Bitcoin 'Haram' di Indonesia

Bitcoin.
Sumber :
  • REUTERS/Dado Ruvic

VIVA – Para ulama di Turki, Arab Saudi, dan Mesir, sepakat untuk melarang penggunaan Bitcoin sebagai alat transaksi dan perdagangan. 

Alasannya, karena mata uang kripto atau cryptocurrency ini mirip perjudian dan merupakan jembatan bagi pelaku kejahatan seperti pencucian uang atau perdagangan narkoba.

Negara lainnya seperti Bangladesh, Bolivia, dan Maroko, juga mengikuti jejak dengan mengeluarkan larangan formal untuk perdagangan Bitcoin.

Salah satu argumen utama melarang Bitcoin adalah karena tingginya tingkat risiko (maisir) dan ketidakpastian (garar) serta kurangnya penyediaan aset riil dan jaminan negara.

Maisir dan garar dilarang oleh hukum Islam dan mensyaratkan mata uang untuk berwujud atau memiliki bukti eksistensi.

Islam juga melarang penggunaan uang yang terkait dengan utang serta melarang pembebanan dan keuntungan dari bunga yang dibayarkan atas pinjaman.

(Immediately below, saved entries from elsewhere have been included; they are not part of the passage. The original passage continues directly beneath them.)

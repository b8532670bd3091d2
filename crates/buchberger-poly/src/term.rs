//! Terms: a real coefficient times a monomial.

use std::fmt;
use std::hash::{Hash, Hasher};

use crate::monomial::Monomial;

/// Magnitude below which a coefficient is treated as exactly zero.
///
/// Every zero test in the workspace goes through [`is_near_zero`].
pub const EPSILON: f64 = 1e-10;

/// Decimal places kept when hashing coefficients.
const HASH_DECIMALS: i32 = 6;

/// Returns true if `c` is within [`EPSILON`] of zero.
#[must_use]
pub fn is_near_zero(c: f64) -> bool {
    c.abs() < EPSILON
}

/// Rounds a coefficient so that values differing by float jitter hash alike.
pub(crate) fn hash_key(c: f64) -> i64 {
    let scale = 10f64.powi(HASH_DECIMALS);
    let rounded = (c * scale).round();
    // Normalize -0.0 to 0 so both signs of zero hash alike.
    if rounded == 0.0 {
        0
    } else {
        rounded as i64
    }
}

/// A coefficient paired with a monomial.
///
/// A term whose coefficient is near zero is stored as the canonical zero
/// term (coefficient 0, identity monomial).
#[derive(Clone)]
pub struct Term {
    coefficient: f64,
    monomial: Monomial,
}

impl Term {
    /// Creates a new term.
    #[must_use]
    pub fn new(coefficient: f64, monomial: Monomial) -> Self {
        if is_near_zero(coefficient) {
            return Self::zero();
        }
        Self {
            coefficient,
            monomial,
        }
    }

    /// Creates the canonical zero term.
    #[must_use]
    pub fn zero() -> Self {
        Self {
            coefficient: 0.0,
            monomial: Monomial::one(),
        }
    }

    /// Creates a constant term.
    #[must_use]
    pub fn constant(c: f64) -> Self {
        Self::new(c, Monomial::one())
    }

    /// Returns the coefficient.
    #[must_use]
    pub fn coefficient(&self) -> f64 {
        self.coefficient
    }

    /// Returns the monomial.
    #[must_use]
    pub fn monomial(&self) -> &Monomial {
        &self.monomial
    }

    /// Returns true if the coefficient is near zero.
    #[must_use]
    pub fn is_zero(&self) -> bool {
        is_near_zero(self.coefficient)
    }

    /// Returns true if this is the constant term 1.
    #[must_use]
    pub fn is_unit(&self) -> bool {
        is_near_zero(self.coefficient - 1.0) && self.monomial.is_one()
    }

    /// Negates the coefficient.
    #[must_use]
    pub fn neg(&self) -> Self {
        Self {
            coefficient: -self.coefficient,
            monomial: self.monomial.clone(),
        }
    }

    /// Multiplies the coefficient by a scalar.
    #[must_use]
    pub fn scale(&self, scalar: f64) -> Self {
        Self::new(self.coefficient * scalar, self.monomial.clone())
    }

    /// Multiplies the monomial by another monomial.
    #[must_use]
    pub fn mul_monomial(&self, m: &Monomial) -> Self {
        Self::new(self.coefficient, self.monomial.mul(m))
    }

    /// Multiplies two terms.
    #[must_use]
    pub fn mul(&self, other: &Self) -> Self {
        Self::new(
            self.coefficient * other.coefficient,
            self.monomial.mul(&other.monomial),
        )
    }

    /// Formats the term without its sign, as used after a `+`/`-` joiner.
    pub(crate) fn fmt_magnitude(&self, f: &mut fmt::Formatter<'_>) -> fmt::Result {
        let c = self.coefficient.abs();
        if self.monomial.is_one() {
            write!(f, "{c}")
        } else if is_near_zero(c - 1.0) {
            write!(f, "{}", self.monomial)
        } else {
            write!(f, "{c}{}", self.monomial)
        }
    }
}

impl PartialEq for Term {
    fn eq(&self, other: &Self) -> bool {
        is_near_zero(self.coefficient - other.coefficient) && self.monomial == other.monomial
    }
}

impl Hash for Term {
    fn hash<H: Hasher>(&self, state: &mut H) {
        hash_key(self.coefficient).hash(state);
        self.monomial.hash(state);
    }
}

impl fmt::Display for Term {
    fn fmt(&self, f: &mut fmt::Formatter<'_>) -> fmt::Result {
        if self.is_zero() {
            return write!(f, "0");
        }
        if self.coefficient < 0.0 {
            write!(f, "-")?;
        }
        self.fmt_magnitude(f)
    }
}

impl fmt::Debug for Term {
    fn fmt(&self, f: &mut fmt::Formatter<'_>) -> fmt::Result {
        write!(f, "{:?}*{}", self.coefficient, self.monomial)
    }
}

Namun, Penasihat Keuangan dan Ekonomi Syariah dari Dewan Mufti Rusia, Madina Kalimullina, memiliki pandangan berbeda terhadap Bitcoin.

Ia mengatakan bahwa berdasarkan karakteristik mata uang kripto, 'koin' dapat dikatakan halal apabila memenuhi standar hukum Islam.

“Memang, saat ini belum. Namun, dalam perspektif dua atau tiga tahun lagi, mata uang kripto bisa dikembangkan,” kata Kalimullina, dikutip situs Russia Today, Jumat, 5 Januari 2018.

Kalimullina juga mengatakan, transaksi Bitcoin telah dibuka di beberapa negara Muslim. Negara pertama di Timur Tengah yang membuka adalah Uni Emirat Arab dengan BitOasis.

Di Asia Tenggara, Indonesia dengan Bitcoin dan Malaysia melalui Coinbox juga menawarkan layanan yang terkait dengan cryptocurrency.

Bank Indonesia resmi melarang transaksi pembayaran menggunakan virtual currency mulai dari Ethereum hingga Bitcoin mulai 2018, karena bukan mata uang resmi di Indonesia.

Gubernur Bank Indonesia Agus Dermawan Wintarto Martowardojo menjelaskan kalau dalam waktu dekat beleid tersebut akan dikeluarkan.

Namun, pihaknya sudah mengeluarkan Peraturan Bank Indonesia (PBI) yang isinya secara eksplisit melarang penyelenggara teknologi finansial (fintech) dan e-commerce, serta penyelenggara jasa sistem pembayaran menggunakan dan memproses virtual currency.

"Hal ini untuk mencegah pencucian uang, pendanaan terorisme dan menjaga kedaulatan Rupiah sebagai legal tender di NKRI," kata Agus Marto.